In this thesis, we mainly consider the case where the extra dimension is bounded by two stabilized hard walls (branes) at the TeV (IR brane) and Plank (UV brane) scales. Also our principal consideration will be the case when all the standard model fields propagate in the bulk, although we comment on the case where only the Higgs is localized on the TeV brane.
Within this context, after a broad review of the main concepts, we first address the phenomenology of a bulk scalar Higgs boson, and calculate its production cross section at the LHC as well as its tree-level effects on mediating flavor changing neutral currents. We perform the calculations based on two different approaches. First, we compute our predictions analytically by considering all the degrees of freedom emerging from the dimensional reduction (the infinite tower of Kaluza-Klein modes (KK)). In the second approach, we perform our calculations numerically by considering only the effects caused by the first few KK modes, present in the 4-dimensional effective theory. In the case of a Higgs leaking far from the brane, both approaches give the same predictions as the effects of the heavier KK modes decouple. However, as the Higgs boson is pushed towards the TeV brane, the two approaches seem to be equivalent only when one includes heavier and heavier degrees of freedom (which do not seem to decouple). To reconcile these results it is necessary to introduce a type of higher derivative operator which essentially encodes the effects of integrating out the heavy KK modes and dresses the brane Higgs so that it looks just like a bulk Higgs.
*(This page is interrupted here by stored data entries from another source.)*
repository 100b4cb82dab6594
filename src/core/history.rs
use std::collections::VecDeque;

use chrono::Utc;

use crate::{
    config::{CalculatorConfig, MAX_DECIMAL_PLACES},
    core::{snapshot::Snapshot, stats::Statistics},
    error::CalcError,
    operations,
    record::CalculationRecord,
    types::Operation,
};

/// Bounded, chronologically ordered calculation log.
///
/// Holds at most `max_history` records; pushing beyond that evicts the
/// oldest. Reads hand out copies, never the live sequence.
#[derive(Debug, Clone)]
pub struct HistoryStore {
    records: VecDeque<CalculationRecord>,
    max_history: usize,
    decimal_places: u32,
}

impl HistoryStore {
    pub fn new(config: &CalculatorConfig) -> Self {
        Self::with_limits(config.max_history, config.decimal_places)
    }

    /// `max_history` is clamped to at least one and `decimal_places` to
    /// [`MAX_DECIMAL_PLACES`].
    pub fn with_limits(max_history: usize, decimal_places: u32) -> Self {
        let max_history = max_history.max(1);
        Self {
            records: VecDeque::with_capacity(max_history.min(1024)),
            max_history,
            decimal_places: decimal_places.min(MAX_DECIMAL_PLACES),
        }
    }

    /// Computes, rounds and appends a calculation.
    ///
    /// On error the history is left untouched.
    pub fn record(
        &mut self,
        op: Operation,
        operands: &[f64],
    ) -> Result<CalculationRecord, CalcError> {
        let rec = self.prepare(op, operands)?;
        self.push(rec);
        Ok(rec)
    }

    /// Like [`HistoryStore::record`] but looks the operation up by name.
    pub fn record_named(
        &mut self,
        name: &str,
        operands: &[f64],
    ) -> Result<CalculationRecord, CalcError> {
        let op: Operation = name.parse()?;
        self.record(op, operands)
    }

    /// Builds the record `record` would append, without mutating.
    pub fn prepare(&self, op: Operation, operands: &[f64]) -> Result<CalculationRecord, CalcError> {
        let (checked, result) = operations::evaluate(op, operands, self.decimal_places)?;
        Ok(CalculationRecord::new(op, checked.a, checked.b, result, Utc::now()))
    }

    /// Appends `rec`, evicting from the front while over capacity.
    pub fn push(&mut self, rec: CalculationRecord) {
        self.records.push_back(rec);
        while self.records.len() > self.max_history {
            if let Some(evicted) = self.records.pop_front() {
                log::debug!("evicted oldest record: {evicted}");
            }
        }
    }

    pub fn all(&self) -> Vec<CalculationRecord> {
        self.records.iter().copied().collect()
    }

    /// Last `n` records, oldest first.
    pub fn recent(&self, n: usize) -> Vec<CalculationRecord> {
        let start = self.records.len().saturating_sub(n);
        self.records.range(start..).copied().collect()
    }

    pub fn last(&self) -> Option<CalculationRecord> {
        self.records.back().copied()
    }

    pub fn clear(&mut self) {
        self.records.clear();
    }

    /// Replaces the whole history, keeping only the newest `max_history`.
    pub fn replace(&mut self, records: Vec<CalculationRecord>) {
        let skip = records.len().saturating_sub(self.max_history);
        if skip > 0 {
            log::debug!("dropping {skip} oldest records over capacity");
        }
        self.records = records.into_iter().skip(skip).collect();
    }

    pub fn statistics(&self) -> Statistics {
        Statistics::from_records(self.records.iter())
    }

    pub fn snapshot(&self) -> Snapshot {
        Snapshot::new(self.all())
    }

    pub fn restore(&mut self, snapshot: Snapshot) {
        self.replace(snapshot.into_records());
    }

    pub fn len(&self) -> usize {
        self.records.len()
    }

    pub fn is_empty(&self) -> bool {
        self.records.is_empty()
    }

    pub fn max_history(&self) -> usize {
        self.max_history
    }

    pub fn decimal_places(&self) -> u32 {
        self.decimal_places
    }

    /// Borrowed view for listeners; contiguous after `make_contiguous`.
    pub(crate) fn as_slice(&mut self) -> &[CalculationRecord] {
        self.records.make_contiguous()
    }
}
Secondly we calculate the production rate of the Higgs boson at the LHC in the context of general 5D warped scenarios, and show that it is generically consistent with the current experimental results from the LHC for Kaluza-Klein (KK) masses as low as 2 TeV, unlike in pure AdS5 scenarios, where for the same masses, the Higgs production typically receives corrections too large to be consistent with LHC data. Thus the new pressure on warped models arising from LHC Higgs data is also alleviated in modified AdS5 warped scenarios.
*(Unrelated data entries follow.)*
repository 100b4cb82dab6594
//! Single-writer async runtime and event stream APIs.

/// Event stream types emitted by the runtime.
pub mod events;
/// Handle and command loop implementation.
pub mod handle;
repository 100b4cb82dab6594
//! Process-wide calculator settings, read once at startup.

use std::path::{Path, PathBuf};

use hashbrown::HashMap;
use thiserror::Error;

/// Environment key for the history file path.
pub const HISTORY_FILE_KEY: &str = "HISTORY_FILE";
/// Environment key for the auto-save switch.
pub const AUTO_SAVE_KEY: &str = "AUTO_SAVE";
/// Environment key for the eviction threshold.
pub const MAX_HISTORY_KEY: &str = "MAX_HISTORY";
/// Environment key for result rounding precision.
pub const DECIMAL_PLACES_KEY: &str = "DECIMAL_PLACES";

/// Dotenv file consulted by [`CalculatorConfig::from_env`].
pub const DEFAULT_ENV_FILE: &str = ".env";
/// Default history file name, relative to the working directory.
pub const DEFAULT_HISTORY_FILE: &str = "calculation_history.csv";
/// Largest accepted `DECIMAL_PLACES`; beyond this f64 has no digits left.
pub const MAX_DECIMAL_PLACES: u32 = 15;

#[derive(Debug, Clone, PartialEq, Eq, Error)]
pub enum ConfigError {
    /// A key was set to a value of the wrong shape.
    #[error("invalid value for {key}: '{value}' ({reason})")]
    InvalidValue {
        /// Offending key.
        key: &'static str,
        /// Raw value.
        value: String,
        /// What was expected.
        reason: &'static str,
    },
    /// The dotenv file exists but could not be read or parsed.
    #[error("cannot read {}: {message}", path.display())]
    EnvFile {
        /// Dotenv file path.
        path: PathBuf,
        /// Underlying read or parse failure.
        message: String,
    },
}

/// Immutable calculator configuration.
///
/// Built once and handed to constructors by reference; the core never reads
/// the environment itself.
#[derive(Debug, Clone, PartialEq, Eq)]
pub struct CalculatorConfig {
    /// Where history is persisted.
    pub history_file: PathBuf,
    /// Register the auto-save listener on `calculation_added`.
    pub auto_save: bool,
    /// History length above which the oldest record is evicted.
    pub max_history: usize,
    /// Result rounding precision.
    pub decimal_places: u32,
}

impl Default for CalculatorConfig {
    fn default() -> Self {
        Self {
            history_file: PathBuf::from(DEFAULT_HISTORY_FILE),
            auto_save: true,
            max_history: 100,
            decimal_places: 2,
        }
    }
}

impl CalculatorConfig {
    /// Reads settings from `.env` in the working directory layered over
    /// process environment variables.
    pub fn from_env() -> Result<Self, ConfigError> {
        Self::from_env_file(Path::new(DEFAULT_ENV_FILE))
    }

    /// Reads settings from the dotenv file at `env_file`, falling back to
    /// process environment variables for keys it does not set.
    ///
    /// Values in the file take precedence. A missing file is ignored.
    pub fn from_env_file(env_file: &Path) -> Result<Self, ConfigError> {
        let file = read_env_file(env_file)?;
        Self::from_lookup(|key| file.get(key).cloned().or_else(|| std::env::var(key).ok()))
    }

    /// Reads settings through `lookup`; unset or blank keys take defaults.
    pub fn from_lookup<F>(lookup: F) -> Result<Self, ConfigError>
    where
        F: Fn(&str) -> Option<String>,
    {
        let get = |key: &str| {
            lookup(key)
                .map(|v| v.trim().to_string())
                .filter(|v| !v.is_empty())
        };
        let mut cfg = Self::default();

        if let Some(path) = get(HISTORY_FILE_KEY) {
            cfg.history_file = PathBuf::from(path);
        }
        if let Some(raw) = get(AUTO_SAVE_KEY) {
            cfg.auto_save = parse_bool(&raw).ok_or(ConfigError::InvalidValue {
                key: AUTO_SAVE_KEY,
                value: raw.clone(),
                reason: "expected true/false, 1/0, yes/no or on/off",
            })?;
        }
        if let Some(raw) = get(MAX_HISTORY_KEY) {
            cfg.max_history = raw
                .parse::<usize>()
                .ok()
                .filter(|n| *n >= 1)
                .ok_or(ConfigError::InvalidValue {
                    key: MAX_HISTORY_KEY,
                    value: raw.clone(),
                    reason: "expected an integer >= 1",
                })?;
        }
        if let Some(raw) = get(DECIMAL_PLACES_KEY) {
            cfg.decimal_places = raw
                .parse::<u32>()
                .ok()
                .filter(|n| *n <= MAX_DECIMAL_PLACES)
                .ok_or(ConfigError::InvalidValue {
                    key: DECIMAL_PLACES_KEY,
                    value: raw.clone(),
                    reason: "expected an integer between 0 and 15",
                })?;
        }

        Ok(cfg)
    }
}

fn read_env_file(path: &Path) -> Result<HashMap<String, String>, ConfigError> {
    let env_error = |err: dotenvy::Error| ConfigError::EnvFile {
        path: path.to_path_buf(),
        message: err.to_string(),
    };
    let entries = match dotenvy::from_path_iter(path) {
        Ok(entries) => entries,
        Err(err) if err.not_found() => {
            log::debug!("no env file at {}", path.display());
            return Ok(HashMap::new());
        }
        Err(err) => return Err(env_error(err)),
    };

    let vars = entries
        .map(|entry| entry.map_err(env_error))
        .collect::<Result<HashMap<_, _>, _>>()?;
    log::debug!("read {} entries from {}", vars.len(), path.display());
    Ok(vars)
}

fn parse_bool(raw: &str) -> Option<bool> {
    match raw.to_ascii_lowercase().as_str() {
        "true" | "1" | "yes" | "on" => Some(true),
        "false" | "0" | "no" | "off" => Some(false),
        _ => None,
    }
}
And finally we show that in these backgrounds, high energy flavor symmetries are inherent. When these high energy symmetries are broken at lower energies, they produce the Standard Model (SM) structure including the neutrinos. This feature is completely general and depends neither on the details of the background metric, as long as it produces the required hierarchy, nor on the exact form of the symmetry, as long as it produces the required PMNS matrix. The reason for this phenomena is inherent in the structure of the exponential hierarchy factors of warped extra-dimension scenarios with bulk matter fields. While these factors produce the hierarchy of masses in quarks and charged lepton sectors, they flatten in to a plateau at larger c-parameters to accommodate the neutrinos. In the case of the quark and charged lepton sectors, these exponential hierarchy factors “wash off” the structure of the order one five dimensional Yukawa couplings, and naturally produce the hierarchical masses and the CKM matrix, while for the neutrinos sector, while for the neutrinos, the structure of the high energy symmetries are preserved to attain the SM.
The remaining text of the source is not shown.